And after this calling initialize_all_variables() to run causes that error

p.s. is this something for which you can use tf.get_variable?

What exactly this call will do?

@osdf
Copy link

osdf commented Oct 21, 2016

I'm having the same error message that is reported in the issue(s). I have a RNN like structure that has some building blocks (component neural networks) that are passed in by the user. Here is a minimal example:

import tensorflow as tf
tf.reset_default_graph()

def initialize(shape):
    init = tf.random_normal(shape, mean=0, stddev=0.1, dtype=tf.float32)
    return init

def test_rnn_with_external(input, hiddens, external_fct):
    """
    A simple rnn that makes the standard update, then
    feeds the new hidden state through some external
    function.
    """
    dim_in = input.get_shape().as_list()[-1]
    btsz = input.get_shape().as_list()[1]
    shape = (dim_in + hiddens, hiddens)
    _init = initialize(shape)
    W = tf.get_variable("rnn_w", initializer=_init)
    _init = tf.zeros([hiddens])
    b = tf.get_variable("rnn_b", initializer=_init)

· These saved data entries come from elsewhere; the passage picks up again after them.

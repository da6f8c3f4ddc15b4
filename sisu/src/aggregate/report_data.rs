// Estructuras de salida de la agregación: lo que consume la capa de informe.

use serde::Serialize;

use crate::grouping::ResolvedLabel;
use crate::models::RunMode;

/// Fila de la vista 교사별시수현황: un registro con su 교과(군) directo.
#[derive(Debug, Clone, PartialEq, Serialize)]
pub struct RawRecordRow {
    pub school: String,
    pub teacher: String,
    pub subject: String,
    pub total_hours: u64,
    pub group: String,
}

/// Fila de la vista 교사별총시수: totales de un docente en un colegio.
#[derive(Debug, Clone, PartialEq, Serialize)]
pub struct TeacherTotal {
    pub school: String,
    pub teacher: String,
    pub resolved: ResolvedLabel,
    pub total_hours: u64,
    pub subject_count: usize,
    pub subject_names: Vec<String>,
    /// 교과(군) crudos ordenados, antes del colapso por reglas.
    pub raw_groups: Vec<String>,
}

impl TeacherTotal {
    /// `A + B` cuando hay ≥2 grupos crudos; vacío en otro caso.
    pub fn raw_combination(&self) -> String {
        if self.raw_groups.len() >= 2 {
            self.raw_groups.join(" + ")
        } else {
            String::new()
        }
    }
}

/// Conteo de un tramo del histograma (n ramos, o n grupos).
#[derive(Debug, Clone, PartialEq, Serialize)]
pub struct TierCount {
    pub tier: usize,
    pub count: usize,
    /// round(count / docentes * 100, 1); 0 si no hay docentes.
    pub percentage: f64,
}

/// Fórmulas paralelas para cruzar 학교통계 con 교사별총시수.
#[derive(Debug, Clone, PartialEq, Serialize)]
pub struct GroupFormulas {
    pub teacher_count: String,
    pub total_hours: String,
    pub average_hours: String,
}

/// Estadística de un 교과(군) dentro de un colegio.
#[derive(Debug, Clone, PartialEq, Serialize)]
pub struct GroupStat {
    pub group: String,
    pub teacher_count: usize,
    pub total_hours: u64,
    pub average_hours: f64,
    pub average_subject_count: f64,
    pub formulas: GroupFormulas,
}

/// Totales generales de un colegio.
#[derive(Debug, Clone, Default, PartialEq, Serialize)]
pub struct SchoolTotals {
    pub teacher_count: usize,
    pub total_hours: u64,
    pub average_hours: f64,
    pub total_subject_instances: usize,
    pub unique_subject_count: usize,
    pub average_subjects: f64,
}

/// Fila de 학교통계 para un colegio.
#[derive(Debug, Clone, PartialEq, Serialize)]
pub struct SchoolStatistics {
    pub school: String,
    /// Fila (1-based) que ocupa el colegio en la hoja 학교통계.
    pub sheet_row: usize,
    pub subject_load: Vec<TierCount>,
    pub groups: Vec<GroupStat>,
    pub group_count_tiers: Vec<TierCount>,
    pub totals: SchoolTotals,
}

/// Porcentaje de todos los docentes de la ejecución en un tramo de ramos.
#[derive(Debug, Clone, PartialEq, Serialize)]
pub struct TierShare {
    pub tier: usize,
    pub percentage: f64,
}

/// Vista 학교통계 completa. Los ejes de tramos y grupos son comunes a todos los colegios.
#[derive(Debug, Clone, PartialEq, Serialize)]
pub struct StatisticsTable {
    pub max_subjects: usize,
    pub max_groups: usize,
    pub group_labels: Vec<String>,
    pub rows: Vec<SchoolStatistics>,
    pub subject_load_summary: Vec<TierShare>,
}

/// Una combinación de ≥2 교과(군) y los docentes que la comparten.
#[derive(Debug, Clone, PartialEq, Serialize)]
pub struct CombinationRow {
    pub school: String,
    pub groups: Vec<String>,
    pub teachers: Vec<String>,
}

impl CombinationRow {
    pub fn label(&self) -> String {
        self.groups.join(" + ")
    }

    pub fn count(&self) -> usize {
        self.teachers.len()
    }
}

/// Totales del pie de 교사별총시수.
#[derive(Debug, Clone, Default, PartialEq, Serialize)]
pub struct OverallTotals {
    pub teacher_count: usize,
    pub total_hours: u64,
}

/// Resultado completo de la agregación.
#[derive(Debug, Clone, PartialEq, Serialize)]
pub struct ReportData {
    pub mode: RunMode,
    pub schools: Vec<String>,
    pub raw_rows: Vec<RawRecordRow>,
    pub teacher_totals: Vec<TeacherTotal>,
    pub overall: OverallTotals,
    pub statistics: StatisticsTable,
    pub combinations: Vec<CombinationRow>,
}

impl ReportData {
    pub fn is_single_school(&self) -> bool {
        self.mode.is_single_school()
    }

    /// Diseño vertical (항목/값) de 학교통계: modo único con un solo colegio.
    pub fn uses_vertical_statistics(&self) -> bool {
        self.is_single_school() && self.statistics.rows.len() == 1
    }
}
//! Conversor de texto pegado desde Excel (dos columnas: ramo, 교과(군)) al JSON del mapeo.

use regex::Regex;
use serde_json::{Map, Value};

/// Convierte el texto en pares clave/valor, en orden de aparición.
///
/// - columnas separadas por tabulador o por 2+ espacios
/// - se omite la cabecera `Key`/`Keys`
/// - si no sale ningún par, se emparejan las secuencias de palabras en hangul (si son pares)
pub fn parse_mapping_text(text: &str) -> Result<Map<String, Value>, regex::Error> {
    let splitter = Regex::new(r"\t+|\s{2,}")?;
    let mut result = Map::new();
    let lines: Vec<&str> = text.trim().split('\n').collect();

    for line in &lines {
        let parts: Vec<&str> = splitter
            .split(line.trim())
            .map(str::trim)
            .filter(|p| !p.is_empty())
            .collect();

        if let [key, value, ..] = parts.as_slice() {
            let lower = key.to_lowercase();
            if lower == "key" || lower == "keys" {
                continue;
            }
            result.insert(key.to_string(), Value::String(value.to_string()));
        }
    }

    if result.is_empty() {
        let all_text = lines.join(" ");
        let words_re = Regex::new(r"[가-힣]+(?:\s+[가-힣]+)*")?;
        let words: Vec<&str> = words_re.find_iter(&all_text).map(|m| m.as_str()).collect();
        if words.len() % 2 == 0 {
            for pair in words.chunks(2) {
                if let [k, v] = pair {
                    result.insert(k.trim().to_string(), Value::String(v.trim().to_string()));
                }
            }
        }
    }

    Ok(result)
}

/// JSON con sangría de 4 espacios y sin escapar caracteres no ASCII.
pub fn to_pretty_json(map: &Map<String, Value>) -> Result<String, serde_json::Error> {
    let mut buf = Vec::new();
    let formatter = serde_json::ser::PrettyFormatter::with_indent(b"    ");
    let mut ser = serde_json::Serializer::with_formatter(&mut buf, formatter);
    serde::Serialize::serialize(map, &mut ser)?;
    Ok(String::from_utf8_lossy(&buf).into_owned())
}
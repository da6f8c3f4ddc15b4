use std::collections::BTreeSet;

/// Etiquetas de 교양/기타: se descartan si el docente tiene además un 교과(군) real.
pub const ELECTIVE_GROUPS: [&str; 2] = ["교양", "기타"];
/// 전문 교과 / 진로: se descartan al final si quedan otros grupos.
pub const SPECIALIZED_GROUPS: [&str; 2] = ["전문 교과", "진로"];

/// Regla: conjunto exacto de 교과(군) -> etiqueta que lo reemplaza.
#[derive(Debug, Clone, PartialEq, Eq)]
pub struct GroupRule {
    pub labels: BTreeSet<String>,
    pub replacement: String,
}

impl GroupRule {
    pub fn new<I, S>(labels: I, replacement: impl Into<String>) -> Self
    where
        I: IntoIterator<Item = S>,
        S: Into<String>,
    {
        GroupRule {
            labels: labels.into_iter().map(Into::into).collect(),
            replacement: replacement.into(),
        }
    }

    /// La regla aplica sólo si el conjunto candidato es exactamente el de la regla.
    pub fn matches(&self, candidates: &BTreeSet<String>) -> bool {
        self.labels == *candidates
    }
}

/// Tabla ordenada de reglas; la primera coincidencia gana.
#[derive(Debug, Clone, Default, PartialEq, Eq)]
pub struct GroupRuleTable {
    rules: Vec<GroupRule>,
}

impl GroupRuleTable {
    pub fn new(rules: Vec<GroupRule>) -> Self {
        GroupRuleTable { rules }
    }

    pub fn empty() -> Self {
        Self::default()
    }

    /// Primera regla (en orden de declaración) cuyo conjunto coincide.
    pub fn find(&self, candidates: &BTreeSet<String>) -> Option<&GroupRule> {
        self.rules.iter().find(|r| r.matches(candidates))
    }

    pub fn rules(&self) -> &[GroupRule] {
        &self.rules
    }

    pub fn len(&self) -> usize {
        self.rules.len()
    }

    pub fn is_empty(&self) -> bool {
        self.rules.is_empty()
    }

    /// Tabla usada por las planillas NEIS. Ojo: `기술·가정` aparece con `·` (U+00B7)
    /// y con `∙` (U+2219) porque ambas grafías circulan en los archivos.
    pub fn korean_default() -> Self {
        let r = |a: &str, b: &str, to: &str| GroupRule::new([a, b], to);
        GroupRuleTable::new(vec![
            r("과학", "기술·가정", "과학"),
            r("과학", "기술∙가정", "과학"),
            r("보건", "기술·가정", "기술∙가정"),
            r("제2외국어", "한문", "제2외국어"),
            r("수학", "정보", "수학"),
            r("과학", "보건", "과학"),
            r("한문", "보건", "한문"),
            r("국어", "한문", "국어"),
            r("영어", "예술", "영어"),
            r("사회", "예술", "사회"),
            r("과학", "정보", "과학"),
            r("예술", "제2외국어", "예술"),
            r("정보", "기술·가정", "정보"),
            r("수학", "기술·가정", "수학"),
            r("영어", "기술·가정", "영어"),
            r("국어", "보건", "국어"),
            r("수학", "보건", "수학"),
            r("영어", "보건", "영어"),
            r("예술", "보건", "예술"),
            r("국어", "전문 교과", "국어"),
            r("수학", "전문 교과", "수학"),
            r("영어", "전문 교과", "영어"),
            r("예술", "전문 교과", "예술"),
            r("진로", "전문 교과", "전문 교과"),
            r("제2외국어", "보건", "제2외국어"),
        ])
    }
}
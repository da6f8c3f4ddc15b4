//! Extracción de registros (과목, 교사명, 총시수) desde una hoja de 시수배정현황.
//!
//! Formato esperado de la hoja (NEIS):
//! ```text
//!  A     B (과목)           C     D (교사명)   ...  총시수
//!  ...   국어-기초          ...   김*수        ...  10
//! ```
//! - la fila de encabezado se detecta por la celda `총시수`
//! - B = ramo, D = docente; el índice de `총시수` se toma del encabezado
//! - filas vacías, subtítulos y filas de fecha ("2024…") se descartan

use crate::models::{anonymize_name, CellValue, Row, TeachingRecord};

/// Etiqueta centinela de la columna de horas totales.
pub const TOTAL_HOURS_HEADER: &str = "총시수";
/// Etiqueta literal de la columna de ramo (filas de encabezado repetidas).
pub const SUBJECT_HEADER: &str = "과목";

const SUBJECT_COL: usize = 1;
const TEACHER_COL: usize = 3;
const MIN_DATA_COLS: usize = 4;
/// Tope por celda de 총시수; con totales en u64 las sumas no pueden desbordar.
pub const MAX_CELL_HOURS: f64 = u32::MAX as f64;

/// Iterador perezoso sobre los registros de una hoja.
pub struct RecordExtractor<'a, I>
where
    I: Iterator<Item = &'a Row>,
{
    rows: I,
    total_hours_col: Option<usize>,
}

impl<'a, I> RecordExtractor<'a, I>
where
    I: Iterator<Item = &'a Row>,
{
    pub fn new(rows: I) -> Self {
        RecordExtractor {
            rows,
            total_hours_col: None,
        }
    }

    /// Procesa una fila; `None` si no produce registro.
    fn process_row(&mut self, row: &Row) -> Option<TeachingRecord> {
        if row.iter().all(CellValue::is_empty) {
            return None;
        }

        // Cualquier fila con `총시수` (re)define la columna de horas
        if let Some(idx) = row.iter().position(|c| c.as_text() == Some(TOTAL_HOURS_HEADER)) {
            self.total_hours_col = Some(idx);
            return None;
        }

        let hours_col = self.total_hours_col?;
        if row.len() < MIN_DATA_COLS {
            return None;
        }

        let subject_raw = row.get(SUBJECT_COL)?.as_text()?;
        if subject_raw.is_empty() || subject_raw == SUBJECT_HEADER || subject_raw.starts_with("20") {
            return None;
        }

        let hours = match row.get(hours_col).and_then(CellValue::as_number) {
            Some(h) if h.is_finite() && (0.0..=MAX_CELL_HOURS).contains(&h) => h.trunc() as u64,
            _ => {
                log::debug!("Fila descartada: '{}' sin 총시수 numérico válido", subject_raw.trim());
                return None;
            }
        };

        let subject_full = subject_raw.trim();
        let subject = subject_full.split('-').next().unwrap_or(subject_full).trim();
        let teacher = teacher_name(row.get(TEACHER_COL));

        log::info!(
            "Dato encontrado: {} (original: {}) - {} - {}",
            subject,
            subject_full,
            anonymize_name(&teacher),
            hours
        );

        Some(TeachingRecord::new(subject, teacher, hours))
    }
}

impl<'a, I> Iterator for RecordExtractor<'a, I>
where
    I: Iterator<Item = &'a Row>,
{
    type Item = TeachingRecord;

    fn next(&mut self) -> Option<Self::Item> {
        loop {
            let row = self.rows.next()?;
            if let Some(rec) = self.process_row(row) {
                return Some(rec);
            }
        }
    }
}

/// Nombre del docente desde la columna D: texto recortado, número como texto, resto vacío.
fn teacher_name(cell: Option<&CellValue>) -> String {
    match cell {
        Some(CellValue::Text(s)) => s.trim().to_string(),
        Some(CellValue::Number(n)) if n.fract() == 0.0 => format!("{}", *n as i64),
        Some(CellValue::Number(n)) => n.to_string(),
        _ => String::new(),
    }
}

/// Atajo: extrae todos los registros de una hoja.
pub fn extract_records(rows: &[Row]) -> RecordExtractor<'_, std::slice::Iter<'_, Row>> {
    RecordExtractor::new(rows.iter())
}
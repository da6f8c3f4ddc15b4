use std::io;
use std::path::{Path, PathBuf};

/// Nombre fijo del informe.
pub const OUTPUT_FILE_NAME: &str = "결과집계표.xlsx";

/// Tope de reintentos con sufijo, para no girar sin fin en un directorio de sólo lectura.
pub const MAX_SUFFIX: u32 = 1000;

/// `결과집계표.xlsx` + 2 -> `결과집계표(2).xlsx`.
pub fn suffixed_path(base: &Path, n: u32) -> PathBuf {
    let stem = base.file_stem().map(|s| s.to_string_lossy().to_string()).unwrap_or_default();
    let name = match base.extension() {
        Some(ext) => format!("{}({}).{}", stem, n, ext.to_string_lossy()),
        None => format!("{}({})", stem, n),
    };
    base.with_file_name(name)
}

/// Archivo bloqueado (abierto en Excel, sin permiso de escritura).
fn is_locked(e: &io::Error) -> bool {
    // ERROR_SHARING_VIOLATION en Windows
    e.kind() == io::ErrorKind::PermissionDenied || (cfg!(windows) && e.raw_os_error() == Some(32))
}

/// Intenta escribir en `target`; si está bloqueado, reintenta con `(2)`, `(3)`, …
/// Cualquier otro error de IO se propaga.
pub fn save_with_retry<F>(target: &Path, mut write: F) -> Result<PathBuf, Box<dyn std::error::Error>>
where
    F: FnMut(&Path) -> io::Result<()>,
{
    let mut candidate = target.to_path_buf();
    let mut n = 1;
    loop {
        match write(&candidate) {
            Ok(()) => return Ok(candidate),
            Err(e) if is_locked(&e) => {
                log::warn!("'{}' está bloqueado ({}), probando otro nombre", candidate.display(), e);
                n += 1;
                if n > MAX_SUFFIX {
                    return Err(format!("No se encontró un nombre de archivo escribible para '{}'", target.display()).into());
                }
                candidate = suffixed_path(target, n);
            }
            Err(e) => return Err(format!("No se pudo guardar '{}': {}", candidate.display(), e).into()),
        }
    }
}

/// Abre el archivo con la aplicación por defecto del sistema. Un fallo sólo se registra.
pub fn open_in_default_app(path: &Path) {
    let result = if cfg!(target_os = "windows") {
        std::process::Command::new("cmd").args(["/C", "start", ""]).arg(path).spawn()
    } else if cfg!(target_os = "macos") {
        std::process::Command::new("open").arg(path).spawn()
    } else {
        std::process::Command::new("xdg-open").arg(path).spawn()
    };

    if let Err(e) = result {
        log::warn!("No se pudo abrir automáticamente '{}': {}", path.display(), e);
    }
}

#[cfg(test)]
mod tests {
    use super::*;

    #[test]
    fn test_suffixed_path() {
        let base = Path::new("/tmp/out/결과집계표.xlsx");
        assert_eq!(suffixed_path(base, 2), PathBuf::from("/tmp/out/결과집계표(2).xlsx"));
        assert_eq!(suffixed_path(Path::new("informe"), 3), PathBuf::from("informe(3)"));
    }

    #[test]
    fn test_reintenta_si_bloqueado() {
        let target = Path::new("결과집계표.xlsx");
        let mut attempts: Vec<PathBuf> = Vec::new();
        let saved = save_with_retry(target, |p| {
            attempts.push(p.to_path_buf());
            if attempts.len() < 3 {
                Err(io::Error::new(io::ErrorKind::PermissionDenied, "bloqueado"))
            } else {
                Ok(())
            }
        })
        .expect("debe guardar al tercer intento");
        assert_eq!(saved, PathBuf::from("결과집계표(3).xlsx"));
        assert_eq!(
            attempts,
            vec![
                PathBuf::from("결과집계표.xlsx"),
                PathBuf::from("결과집계표(2).xlsx"),
                PathBuf::from("결과집계표(3).xlsx"),
            ]
        );
    }

    #[test]
    fn test_otro_error_se_propaga() {
        let result = save_with_retry(Path::new("x.xlsx"), |_| Err(io::Error::other("disco lleno")));
        assert!(result.is_err());
    }

    #[test]
    fn test_tope_de_reintentos() {
        let result = save_with_retry(Path::new("x.xlsx"), |_| {
            Err(io::Error::new(io::ErrorKind::PermissionDenied, "ro"))
        });
        assert!(result.is_err());
    }
}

    def _step(previous, input):
        concat = tf.concat(1, [input, previous])     
        h_t = tf.tanh(tf.add(tf.matmul(concat, W), b))

        h_t = external_fct(h_t)

        return h_t

    h_0 = tf.zeros([btsz, hiddens])
    states = tf.scan(_step,
                     input,
                     initializer=h_0,
                     name="states")
    return states

# the external function, relying on the templating mechanism.
def ext_fct(hiddens):
    """
    """
    def tmp(input):
        shape = (hiddens, hiddens)
        _init = initialize(shape)
        W = tf.get_variable("ext_w", initializer=_init)
        b = 0
        return tf.add(tf.matmul(input, W), b, name="external")
    return tf.make_template(name_="external_fct", func_=tmp)

# run from here on
t = 5
btsz = 4
dim = 2
hiddens = 3

x = tf.placeholder(tf.float32, shape=(t, btsz, dim))
ext = ext_fct(hiddens)

states = test_rnn_with_external(x, hiddens, external_fct=ext)

sess = tf.InteractiveSession()
sess.run(tf.initialize_all_variables())

with the error ending in:

InvalidArgumentError: All inputs to node external_fct/ext_w/Assign must be from the same frame.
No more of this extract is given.